Category: Arthur and All His Friends (it's a two-fer!) Fail at a Basic Life Skill
Basic Life Skill Failed: Medieval Knowledge
The episode begins with a shot of what appears to be a quaint medieval village. (Which, even though I've been planning to analyze this episode for a week, makes me SUPER EXCITED for the Highland Games and Scottish Festival this weekend! Awwwwww yeah!)
Then the Lakewood bus pulls up and the image is ruined. It becomes apparent that this isn't an old-timey episode from way back in the day, but one where the kids get to go to a medieval fair full of creeps peddling their spurious wares, as well as the occasional awesome Knight of the Templar. But that's okay because this episode is definitely one of my favorites.
Mr. Ratburn leads them off the bus and Buster is immediately drawn to--what else?--the fair's food. A man with flowing blonde locks wearing a kilt is pushing a cart and proclaiming, in the best Scottish accent PBS could afford, "Haggis! Two for a dollar!" Buster writes down this "important information," then turns to Arthur (who I guess would know coz his dad makes weird food?) and asks, "What's haggis?"
(Side note: I've tried haggis. It tastes like nasty, gritty, meaty oatmeal. This dish was made for a kid without taste buds like Buster Baxter.)
Arthur is spared having to answer the question by Mr. Ratburn being distracted by a shiny gold statue of a griffin (which is probably made out of cake or chocolate). Blah blah blah, Arthur thinks his class can win it because they're "the smartest" and "work the hardest," when suddenly an earthquake shakes Elwood City and everyone dies!
Okay, not really, but by, oh, ten-elevenths of the way through the episode, Arthur and his peers are going to wish that's what happened.
No, the earth's rumbling is caused by a handful of uniform`ed children trouncing off their non-traditional white school bus, chanting a menacing song about their school.
Smug and smarmy, Mr. Pryce-Jones, the teacher of the kids from Glenbrook Academy, marches off the bus and up to Ratburn. It turns out that he was Ratburn's third grade teacher and the only reason the golden griffin isn't in his classroom is because Pryce-Jones always takes it home with him.

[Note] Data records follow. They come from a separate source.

use std::sync::Arc;
use std::time::{Duration, SystemTime, UNIX_EPOCH};

use base64::{engine::general_purpose::URL_SAFE_NO_PAD, Engine as _};
use hmac::{Hmac, Mac};
use serde::{Deserialize, Serialize};
use sha2::Sha256;

use crate::config::MIN_SECRET_LEN;

type HmacSha256 = Hmac<Sha256>;

#[derive(Debug, thiserror::Error)]
pub enum AuthTokenError {
    #[error("auth token secret is too short (min {MIN_SECRET_LEN} bytes)")]
    SecretTooShort,

    #[error("invalid auth token format")]
    InvalidFormat,

    #[error("auth token signature is invalid")]
    InvalidSignature,

    #[error("auth token is expired")]
    Expired,

    #[error("failed to decode auth token payload")]
    PayloadDecode,

    #[error("failed to parse auth token payload")]
    PayloadParse,
}

#[derive(Debug, Clone, Serialize, Deserialize, PartialEq, Eq)]
pub struct UserClaims {
    pub user_id: String,
    pub name: String,
    pub issued_at_ms: u64,
    pub expires_at_ms: u64,
}

impl UserClaims {
    pub fn is_expired(&self, reference_ms: u64) -> bool {
        reference_ms >= self.expires_at_ms
    }
}

/// Issues and verifies `base64url(claims).base64url(hmac)` tokens carried in
/// the `token` cookie or a bearer header.
#[derive(Clone)]
pub struct AuthTokenService {
    secret: Arc<[u8]>,
    ttl: Duration,
}

impl AuthTokenService {
    pub fn new(secret: Vec<u8>, ttl: Duration) -> Result<Self, AuthTokenError> {
        if secret.len() < MIN_SECRET_LEN {
            return Err(AuthTokenError::SecretTooShort);
        }

        Ok(Self {
            secret: Arc::<[u8]>::from(secret),
            ttl,
        })
    }

    pub fn ttl(&self) -> Duration {
        self.ttl
    }

    pub fn issue_user_token(
        &self,
        user_id: String,
        name: String,
        issued_at_ms: u64,
    ) -> Result<String, AuthTokenError> {
        let claims = UserClaims {
            user_id,
            name,
            issued_at_ms,
            expires_at_ms: issued_at_ms
                .saturating_add(u64::try_from(self.ttl.as_millis()).unwrap_or(u64::MAX)),
        };
        self.issue(&claims)
    }

    pub fn issue(&self, claims: &UserClaims) -> Result<String, AuthTokenError> {
        let payload = serde_json::to_vec(claims).map_err(|_| AuthTokenError::PayloadParse)?;
        let payload_b64 = URL_SAFE_NO_PAD.encode(payload);
        let signature = self.sign(payload_b64.as_bytes())?;
        let signature_b64 = URL_SAFE_NO_PAD.encode(signature);
        Ok(format!("{payload_b64}.{signature_b64}"))
    }

    pub fn verify(&self, token: &str, reference_ms: u64) -> Result<UserClaims, AuthTokenError> {
        let (payload_b64, signature_b64) = token
            .split_once('.')
            .ok_or(AuthTokenError::InvalidFormat)?;

        let signature = URL_SAFE_NO_PAD
            .decode(signature_b64)
            .map_err(|_| AuthTokenError::InvalidFormat)?;

        let mut mac = HmacSha256::new_from_slice(&self.secret)
            .map_err(|_| AuthTokenError::InvalidSignature)?;
        mac.update(payload_b64.as_bytes());
        mac.verify_slice(&signature)
            .map_err(|_| AuthTokenError::InvalidSignature)?;

        let payload = URL_SAFE_NO_PAD
            .decode(payload_b64)
            .map_err(|_| AuthTokenError::PayloadDecode)?;

        let claims: UserClaims =
            serde_json::from_slice(&payload).map_err(|_| AuthTokenError::PayloadParse)?;

        if claims.user_id.is_empty() || claims.is_expired(reference_ms) {
            return Err(AuthTokenError::Expired);
        }

        Ok(claims)
    }

    fn sign(&self, bytes: &[u8]) -> Result<Vec<u8>, AuthTokenError> {
        let mut mac = HmacSha256::new_from_slice(&self.secret)
            .map_err(|_| AuthTokenError::InvalidSignature)?;
        mac.update(bytes);
        Ok(mac.finalize().into_bytes().to_vec())
    }
}

pub fn now_ms() -> u64 {
    SystemTime::now()
        .duration_since(UNIX_EPOCH)
        .unwrap_or_default()
        .as_millis() as u64
}
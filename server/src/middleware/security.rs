use actix_web::middleware::DefaultHeaders;

/// Hardening headers added to every response that doesn't already set them.
pub const SECURITY_HEADERS: [(&str, &str); 12] = [
    (
        "Content-Security-Policy",
        "default-src 'self';base-uri 'self';font-src 'self' https: data:;\
         form-action 'self';frame-ancestors 'self';img-src 'self' data:;\
         object-src 'none';script-src 'self';script-src-attr 'none';\
         style-src 'self' https: 'unsafe-inline';upgrade-insecure-requests",
    ),
    ("Cross-Origin-Opener-Policy", "same-origin"),
    ("Cross-Origin-Resource-Policy", "same-origin"),
    ("Origin-Agent-Cluster", "?1"),
    ("Referrer-Policy", "no-referrer"),
    (
        "Strict-Transport-Security",
        "max-age=15552000; includeSubDomains",
    ),
    ("X-Content-Type-Options", "nosniff"),
    ("X-DNS-Prefetch-Control", "off"),
    ("X-Download-Options", "noopen"),
    ("X-Frame-Options", "SAMEORIGIN"),
    ("X-Permitted-Cross-Domain-Policies", "none"),
    ("X-XSS-Protection", "0"),
];

pub fn security_headers() -> DefaultHeaders {
    SECURITY_HEADERS
        .iter()
        .fold(DefaultHeaders::new(), |headers, &(name, value)| {
            headers.add((name, value))
        })
}
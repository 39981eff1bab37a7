mod common;

use std::net::SocketAddr;

use actix_web::{cookie::Cookie, http::header, http::StatusCode, test};
use mongodb::bson::oid::ObjectId;
use serde_json::json;
use textmate_server::build_app;
use textmate_server::db::Store;
use textmate_server::middleware::TOKEN_COOKIE;

use common::{authed, test_state, test_state_with};

fn register_body() -> serde_json::Value {
    json!({ "name": "Ada Lovelace", "email": "Ada@Example.com", "password": "secret123" })
}

#[actix_web::test]
async fn test_register_then_read_profile() {
    let (state, store) = test_state();
    let app = test::init_service(build_app(state)).await;

    let req = test::TestRequest::post()
        .uri("/api/v1/auth/register")
        .set_json(register_body())
        .to_request();
    let resp = test::call_service(&app, req).await;
    assert_eq!(resp.status(), StatusCode::CREATED);

    let cookie = resp
        .response()
        .cookies()
        .find(|c| c.name() == TOKEN_COOKIE)
        .expect("token cookie")
        .into_owned();
    assert!(cookie.http_only().unwrap_or(false));

    let body: serde_json::Value = test::read_body_json(resp).await;
    assert_eq!(body["user"]["email"], "ada@example.com");
    assert!(body["user"].get("password_hash").is_none());
    assert!(store
        .find_user_by_email("ada@example.com")
        .await
        .unwrap()
        .is_some());

    let req = test::TestRequest::get()
        .uri("/api/v1/profile/user")
        .cookie(Cookie::new(TOKEN_COOKIE, cookie.value().to_string()))
        .to_request();
    let resp = test::call_service(&app, req).await;
    assert_eq!(resp.status(), StatusCode::OK);

    let body: serde_json::Value = test::read_body_json(resp).await;
    assert_eq!(body["user"]["name"], "Ada Lovelace");
}

#[actix_web::test]
async fn test_register_duplicate_email_conflicts() {
    let (state, _store) = test_state();
    let app = test::init_service(build_app(state)).await;

    for expected in [StatusCode::CREATED, StatusCode::CONFLICT] {
        let req = test::TestRequest::post()
            .uri("/api/v1/auth/register")
            .set_json(register_body())
            .to_request();
        assert_eq!(test::call_service(&app, req).await.status(), expected);
    }
}

#[actix_web::test]
async fn test_register_validation() {
    let (state, store) = test_state();
    let app = test::init_service(build_app(state)).await;

    let cases = [
        json!({ "name": "Ada", "email": "not-an-email", "password": "secret123" }),
        json!({ "name": "Al", "email": "al@example.com", "password": "secret123" }),
        json!({ "name": "Ada", "email": "ada@example.com", "password": "123" }),
        json!({ "email": "ada@example.com", "password": "secret123" }),
    ];

    for case in cases {
        let req = test::TestRequest::post()
            .uri("/api/v1/auth/register")
            .set_json(&case)
            .to_request();
        let resp = test::call_service(&app, req).await;
        assert_eq!(resp.status(), StatusCode::BAD_REQUEST, "case {}", case);
    }

    assert!(store
        .find_user_by_email("ada@example.com")
        .await
        .unwrap()
        .is_none());
}

#[actix_web::test]
async fn test_login_and_bearer_token() {
    let (state, _store) = test_state();
    let app = test::init_service(build_app(state)).await;

    let req = test::TestRequest::post()
        .uri("/api/v1/auth/register")
        .set_json(register_body())
        .to_request();
    test::call_service(&app, req).await;

    let req = test::TestRequest::post()
        .uri("/api/v1/auth/login")
        .set_json(json!({ "email": "ada@example.com", "password": "wrong-password" }))
        .to_request();
    let resp = test::call_service(&app, req).await;
    assert_eq!(resp.status(), StatusCode::UNAUTHORIZED);
    let body: serde_json::Value = test::read_body_json(resp).await;
    assert_eq!(body["error"], "Invalid credentials");

    let req = test::TestRequest::post()
        .uri("/api/v1/auth/login")
        .set_json(json!({ "email": "ADA@example.com", "password": "secret123" }))
        .to_request();
    let resp = test::call_service(&app, req).await;
    assert_eq!(resp.status(), StatusCode::OK);
    let body: serde_json::Value = test::read_body_json(resp).await;
    let token = body["token"].as_str().unwrap().to_string();

    let req = test::TestRequest::get()
        .uri("/api/v1/books")
        .insert_header((header::AUTHORIZATION, format!("Bearer {token}")))
        .to_request();
    assert_eq!(test::call_service(&app, req).await.status(), StatusCode::OK);
}

#[actix_web::test]
async fn test_login_unknown_user() {
    let (state, _store) = test_state();
    let app = test::init_service(build_app(state)).await;

    let req = test::TestRequest::post()
        .uri("/api/v1/auth/login")
        .set_json(json!({ "email": "nobody@example.com", "password": "secret123" }))
        .to_request();
    assert_eq!(
        test::call_service(&app, req).await.status(),
        StatusCode::UNAUTHORIZED
    );

    let req = test::TestRequest::post()
        .uri("/api/v1/auth/login")
        .set_json(json!({ "email": "" }))
        .to_request();
    assert_eq!(
        test::call_service(&app, req).await.status(),
        StatusCode::BAD_REQUEST
    );
}

#[actix_web::test]
async fn test_unknown_email_and_wrong_password_look_alike() {
    let (state, _store) = test_state();
    let app = test::init_service(build_app(state)).await;

    let req = test::TestRequest::post()
        .uri("/api/v1/auth/register")
        .set_json(register_body())
        .to_request();
    assert_eq!(
        test::call_service(&app, req).await.status(),
        StatusCode::CREATED
    );

    let attempt = |email: &str| {
        test::TestRequest::post()
            .uri("/api/v1/auth/login")
            .set_json(json!({ "email": email, "password": "not-the-password" }))
            .to_request()
    };

    let wrong_password = test::call_service(&app, attempt("ada@example.com")).await;
    assert_eq!(wrong_password.status(), StatusCode::UNAUTHORIZED);
    let wrong_password: serde_json::Value = test::read_body_json(wrong_password).await;

    let unknown = test::call_service(&app, attempt("nobody@example.com")).await;
    assert_eq!(unknown.status(), StatusCode::UNAUTHORIZED);
    let unknown: serde_json::Value = test::read_body_json(unknown).await;

    assert_eq!(wrong_password, unknown);
}

#[actix_web::test]
async fn test_logout_clears_cookie() {
    let (state, _store) = test_state();
    let app = test::init_service(build_app(state)).await;

    let req = test::TestRequest::post()
        .uri("/api/v1/auth/logout")
        .to_request();
    let resp = test::call_service(&app, req).await;
    assert_eq!(resp.status(), StatusCode::OK);

    let cookie = resp
        .response()
        .cookies()
        .find(|c| c.name() == TOKEN_COOKIE)
        .expect("token cookie");
    assert_eq!(cookie.value(), "");
    assert_eq!(
        cookie.max_age(),
        Some(actix_web::cookie::time::Duration::ZERO)
    );
}

#[actix_web::test]
async fn test_protected_routes_require_identity() {
    let (state, store) = test_state();
    let book_id = ObjectId::new().to_hex();
    let app = test::init_service(build_app(state)).await;

    let requests = vec![
        test::TestRequest::get().uri("/api/v1/profile/user"),
        test::TestRequest::post().uri("/api/v1/profile/login"),
        test::TestRequest::get().uri("/api/v1/books"),
        test::TestRequest::post()
            .uri("/api/v1/books")
            .set_json(json!({ "title": "Dune", "author": "Herbert" })),
        test::TestRequest::get().uri(&format!("/api/v1/books/{book_id}")),
        test::TestRequest::delete().uri(&format!("/api/v1/books/{book_id}")),
        test::TestRequest::post()
            .uri(&format!("/api/v1/books/{book_id}/notes"))
            .set_json(json!({ "content": "spice" })),
        test::TestRequest::get().uri("/api/v1/books/anything/at/all"),
    ];

    for req in requests {
        let req = req.to_request();
        let path = req.path().to_string();
        let resp = test::call_service(&app, req).await;

        assert_eq!(resp.status(), StatusCode::UNAUTHORIZED, "path {}", path);
        let body: serde_json::Value = test::read_body_json(resp).await;
        assert_eq!(
            body,
            json!({ "success": false, "error": "Authentication invalid" })
        );
    }

    assert_eq!(store.book_count(), 0);
    assert_eq!(store.note_count(), 0);
}

#[actix_web::test]
async fn test_forged_and_expired_tokens_rejected() {
    let (state, _store) = test_state_with(&[("AUTH_TOKEN_TTL_HOURS", "0")]);
    let expired = authed(test::TestRequest::get().uri("/api/v1/books"), &state, ObjectId::new())
        .to_request();
    let app = test::init_service(build_app(state)).await;

    assert_eq!(
        test::call_service(&app, expired).await.status(),
        StatusCode::UNAUTHORIZED
    );

    let forged = test::TestRequest::get()
        .uri("/api/v1/books")
        .cookie(Cookie::new(TOKEN_COOKIE, "eyJ1c2VyX2lkIjoiMSJ9.c2lnbmF0dXJl"))
        .to_request();
    assert_eq!(
        test::call_service(&app, forged).await.status(),
        StatusCode::UNAUTHORIZED
    );
}

#[actix_web::test]
async fn test_update_profile_reissues_token() {
    let (state, _store) = test_state();
    let app = test::init_service(build_app(state)).await;

    let req = test::TestRequest::post()
        .uri("/api/v1/auth/register")
        .set_json(register_body())
        .to_request();
    let body: serde_json::Value = test::call_and_read_body_json(&app, req).await;
    let token = body["token"].as_str().unwrap().to_string();

    let req = test::TestRequest::put()
        .uri("/api/v1/profile/user")
        .insert_header((header::AUTHORIZATION, format!("Bearer {token}")))
        .set_json(json!({ "name": "Countess Ada" }))
        .to_request();
    let resp = test::call_service(&app, req).await;
    assert_eq!(resp.status(), StatusCode::OK);

    let body: serde_json::Value = test::read_body_json(resp).await;
    assert_eq!(body["user"]["name"], "Countess Ada");
    assert_eq!(body["user"]["email"], "ada@example.com");
    assert_ne!(body["token"].as_str().unwrap(), token);
}

#[actix_web::test]
async fn test_auth_routes_without_gate_have_no_identity() {
    let (state, _store) = test_state();
    let app = test::init_service(build_app(state)).await;

    let req = test::TestRequest::get()
        .uri("/api/v1/auth/user")
        .to_request();
    assert_eq!(
        test::call_service(&app, req).await.status(),
        StatusCode::UNAUTHORIZED
    );
}

#[actix_web::test]
async fn test_login_rate_limited_per_ip() {
    let (state, _store) = test_state_with(&[("LOGIN_RATE_LIMIT", "3")]);
    let app = test::init_service(build_app(state)).await;
    let client: SocketAddr = "203.0.113.7:40000".parse().unwrap();
    let other: SocketAddr = "203.0.113.8:40000".parse().unwrap();

    let login = |addr: SocketAddr| {
        test::TestRequest::post()
            .uri("/api/v1/auth/login")
            .peer_addr(addr)
            .set_json(json!({ "email": "nobody@example.com", "password": "secret123" }))
            .to_request()
    };

    for _ in 0..3 {
        let resp = test::call_service(&app, login(client)).await;
        assert_eq!(resp.status(), StatusCode::UNAUTHORIZED);
    }

    let resp = test::call_service(&app, login(client)).await;
    assert_eq!(resp.status(), StatusCode::TOO_MANY_REQUESTS);
    let body: serde_json::Value = test::read_body_json(resp).await;
    assert_eq!(body["success"], false);

    let resp = test::call_service(&app, login(other)).await;
    assert_eq!(resp.status(), StatusCode::UNAUTHORIZED);
}

#[actix_web::test]
async fn test_forwarded_for_rotation_does_not_bypass_limit() {
    let (state, _store) = test_state_with(&[("LOGIN_RATE_LIMIT", "3")]);
    let app = test::init_service(build_app(state)).await;
    let client: SocketAddr = "203.0.113.7:40000".parse().unwrap();

    let mut statuses = Vec::new();
    for i in 0..8 {
        let req = test::TestRequest::post()
            .uri("/api/v1/auth/login")
            .peer_addr(client)
            .insert_header(("X-Forwarded-For", format!("10.0.0.{i}")))
            .set_json(json!({ "email": "nobody@example.com", "password": "secret123" }))
            .to_request();
        statuses.push(test::call_service(&app, req).await.status());
    }

    assert_eq!(&statuses[..3], &[StatusCode::UNAUTHORIZED; 3]);
    assert!(statuses[3..]
        .iter()
        .all(|status| *status == StatusCode::TOO_MANY_REQUESTS));
}

#[actix_web::test]
async fn test_trusted_proxy_limits_each_forwarded_client() {
    let (state, _store) = test_state_with(&[
        ("LOGIN_RATE_LIMIT", "1"),
        ("TRUSTED_PROXIES", "10.1.1.1"),
    ]);
    let app = test::init_service(build_app(state)).await;
    let proxy: SocketAddr = "10.1.1.1:443".parse().unwrap();

    let login = |client: &str| {
        test::TestRequest::post()
            .uri("/api/v1/auth/login")
            .peer_addr(proxy)
            .insert_header(("X-Forwarded-For", client.to_string()))
            .set_json(json!({ "email": "nobody@example.com", "password": "secret123" }))
            .to_request()
    };

    let first = test::call_service(&app, login("198.51.100.1")).await;
    assert_eq!(first.status(), StatusCode::UNAUTHORIZED);
    let second = test::call_service(&app, login("198.51.100.2")).await;
    assert_eq!(second.status(), StatusCode::UNAUTHORIZED);
    let repeat = test::call_service(&app, login("198.51.100.1")).await;
    assert_eq!(repeat.status(), StatusCode::TOO_MANY_REQUESTS);
}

So it's on. Like Donkey Kong.
While the grownups try to one-up each other, the two groups of kids whisper and point at each other. Having worn both regular clothes and uniforms to school, I have it on good authority that the Lakewood kids immediately hate the Glenbrook students because they're wearing very smart-looking uniforms. The Glenbrook students hate the Lakewood kids because they get to wear whatever they want to school.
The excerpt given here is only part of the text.